### WORK INSTRUCTION
Go through the records and count the lines where the string "usize" occurs. Reply with the number only.

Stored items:
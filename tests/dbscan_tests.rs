//! Density-based clustering tests


use std::rc::Rc;

use seqops_core::cursor::{drain, Cursor};
use seqops_core::id::ClusterId;
use seqops_core::ErrorKind;
use seqops_operators::cluster::{
    linear_scan, points, query_fn, Classification, DbScan, LinearScan, PointRef, RangeQuery,
    SearchRegion,
};
use seqops_operators::source::{IterSource, VecSource};
use test_data_gen::clustered_points;

type Dist = fn(&f64, &f64) -> f64;

fn dist(a: &f64, b: &f64) -> f64 {
    (a - b).abs()
}

/// Opened scan over `pts` in input order, using a linear range search.
fn open_scan(
    pts: &[PointRef<f64>],
    eps: f64,
    min_pts: usize,
) -> DbScan<f64, VecSource<PointRef<f64>>, LinearScan<f64, Dist>> {
    let mut scan =
        DbScan::new(VecSource::new(pts.to_vec()), linear_scan(pts, dist as Dist), eps, min_pts)
            .unwrap();
    scan.open().unwrap();
    scan
}

fn values(members: &[PointRef<f64>]) -> Vec<f64> {
    members.iter().map(|p| *p.value()).collect()
}

/// Ten points 0.2 apart starting at `start`.
fn blob(start: f64) -> Vec<f64> {
    (0..10).map(|k| start + k as f64 * 0.2).collect()
}

/// Pull every cluster and drain it, recording its classification.
fn collect_clusters<I, Q>(
    scan: &mut DbScan<f64, I, Q>,
) -> Vec<(Classification, Vec<PointRef<f64>>)>
where
    I: Cursor<Item = PointRef<f64>>,
    Q: RangeQuery<f64>,
{
    let mut out = Vec::new();
    while scan.has_next().unwrap() {
        let mut cluster = scan.next().unwrap();
        let class = cluster.classification();
        out.push((class, drain(&mut cluster).unwrap()));
    }
    out
}

#[test]
fn test_two_clusters_and_noise() {
    let mut raw = vec![50.0];
    raw.extend(blob(0.0));
    raw.push(200.0);
    raw.extend(blob(100.0));
    let pts = points(raw);

    let mut scan = open_scan(&pts, 0.5, 3);
    let clusters = collect_clusters(&mut scan);

    assert_eq!(clusters.len(), 3);
    let (class0, members0) = &clusters[0];
    assert_eq!(*class0, Classification::Cluster(ClusterId::new(0)));
    let mut got = values(members0);
    got.sort_by(|a, b| a.partial_cmp(b).unwrap());
    assert_eq!(got, blob(0.0));

    assert_eq!(clusters[1].0, Classification::Cluster(ClusterId::new(1)));
    assert_eq!(clusters[1].1.len(), 10);

    assert_eq!(clusters[2].0, Classification::Noise);
    assert_eq!(values(&clusters[2].1), vec![50.0, 200.0]);
    assert!(clusters[2].1.iter().all(|p| p.classification().is_noise()));
    assert_eq!(scan.clusters_found(), 2);
}

#[test]
fn test_min_pts_one_leaves_no_noise() {
    let raw = clustered_points(41, &[0.0, 10.0, 25.0, 60.0], 15, 2.0);
    let pts = points(raw);
    let mut scan = open_scan(&pts, 0.3, 1);
    let clusters = collect_clusters(&mut scan);

    assert!(clusters.iter().all(|(class, _)| class.cluster_id().is_some()));
    assert!(pts.iter().all(|p| p.classification().cluster_id().is_some()));
    let emitted: usize = clusters.iter().map(|(_, m)| m.len()).sum();
    assert_eq!(emitted, pts.len());
}

#[test]
fn test_every_point_emitted_exactly_once() {
    let raw = clustered_points(42, &[0.0, 5.0, 30.0], 25, 3.0);
    let pts = points(raw);
    let mut scan = open_scan(&pts, 0.4, 4);

    let mut emitted: Vec<PointRef<f64>> = Vec::new();
    for (class, members) in collect_clusters(&mut scan) {
        for p in &members {
            // membership agrees with the point's final classification
            assert_eq!(p.classification(), class);
        }
        emitted.extend(members);
    }
    assert_eq!(emitted.len(), pts.len());
    for p in &pts {
        assert_eq!(emitted.iter().filter(|q| Rc::ptr_eq(q, p)).count(), 1);
    }
}

#[test]
fn test_noise_reclaimed_as_border_point() {
    // 0.0 has one neighbor and is seen first; 1.0 is core and reaches it
    let pts = points(vec![0.0, 1.0, 1.5, 2.0]);
    let mut scan = open_scan(&pts, 1.0, 3);

    let clusters = collect_clusters(&mut scan);
    assert_eq!(clusters.len(), 1, "no noise cursor once the noise point is reclaimed");
    assert_eq!(values(&clusters[0].1), vec![1.0, 0.0, 1.5, 2.0]);
    assert_eq!(pts[0].classification(), Classification::Cluster(ClusterId::new(0)));
}

#[test]
fn test_unread_cluster_members_still_classified() {
    let mut raw = blob(0.0);
    raw.extend(blob(10.0));
    let pts = points(raw);
    let mut scan = open_scan(&pts, 0.5, 3);

    let mut first = scan.next().unwrap();
    assert_eq!(first.id(), Some(ClusterId::new(0)));
    first.next().unwrap();

    let mut second = scan.next().unwrap();
    assert!(first.is_stale());
    assert_eq!(first.peek().unwrap_err().kind(), ErrorKind::InvalidState);
    assert!(pts[..10]
        .iter()
        .all(|p| p.classification() == Classification::Cluster(ClusterId::new(0))));
    assert_eq!(drain(&mut second).unwrap().len(), 10);
    assert!(!scan.has_next().unwrap());
}

#[test]
fn test_custom_range_query() {
    let pts = points(vec![1.0, 1.1, 5.0, 5.05, 5.1]);
    let universe = pts.clone();
    let range = query_fn(move |region: &SearchRegion<'_, f64>| {
        let hits = universe
            .iter()
            .filter(|p| (p.value() - region.center).abs() <= region.eps)
            .cloned()
            .collect();
        Ok(VecSource::opened(hits))
    });

    let mut scan = DbScan::new(IterSource::new(pts.clone()), range, 0.2, 2).unwrap();
    scan.open().unwrap();
    let sizes: Vec<usize> = collect_clusters(&mut scan).iter().map(|(_, m)| m.len()).collect();
    assert_eq!(sizes, vec![2, 3]);
}

#[test]
fn test_invalid_parameters() {
    let pts = points(vec![0.0]);
    for (eps, min_pts) in [(1.0, 0), (-0.1, 2), (f64::NAN, 2)] {
        let err = DbScan::new(VecSource::new(pts.clone()), linear_scan(&pts, dist), eps, min_pts);
        let err = err.err().unwrap();
        assert_eq!(err.kind(), ErrorKind::InvalidArgument);
    }
}

#[test]
fn test_reset_not_supported_and_close() {
    let pts = points(blob(0.0));
    let mut scan = open_scan(&pts, 0.5, 3);
    assert!(!scan.supports_reset());
    assert_eq!(scan.reset().unwrap_err().kind(), ErrorKind::NotSupported);

    let mut cluster = scan.next().unwrap();
    scan.close();
    assert!(cluster.is_stale());
    assert_eq!(cluster.next().unwrap_err().kind(), ErrorKind::InvalidState);
    assert_eq!(scan.has_next().unwrap_err().kind(), ErrorKind::InvalidState);
}

#[test]
fn test_classification_serializes() {
    let json = serde_json::to_string(&Classification::Cluster(ClusterId::new(3))).unwrap();
    assert_eq!(json, r#"{"Cluster":3}"#);
    let back: Classification = serde_json::from_str(r#""Noise""#).unwrap();
    assert_eq!(back, Classification::Noise);
}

### THE ANSWER
3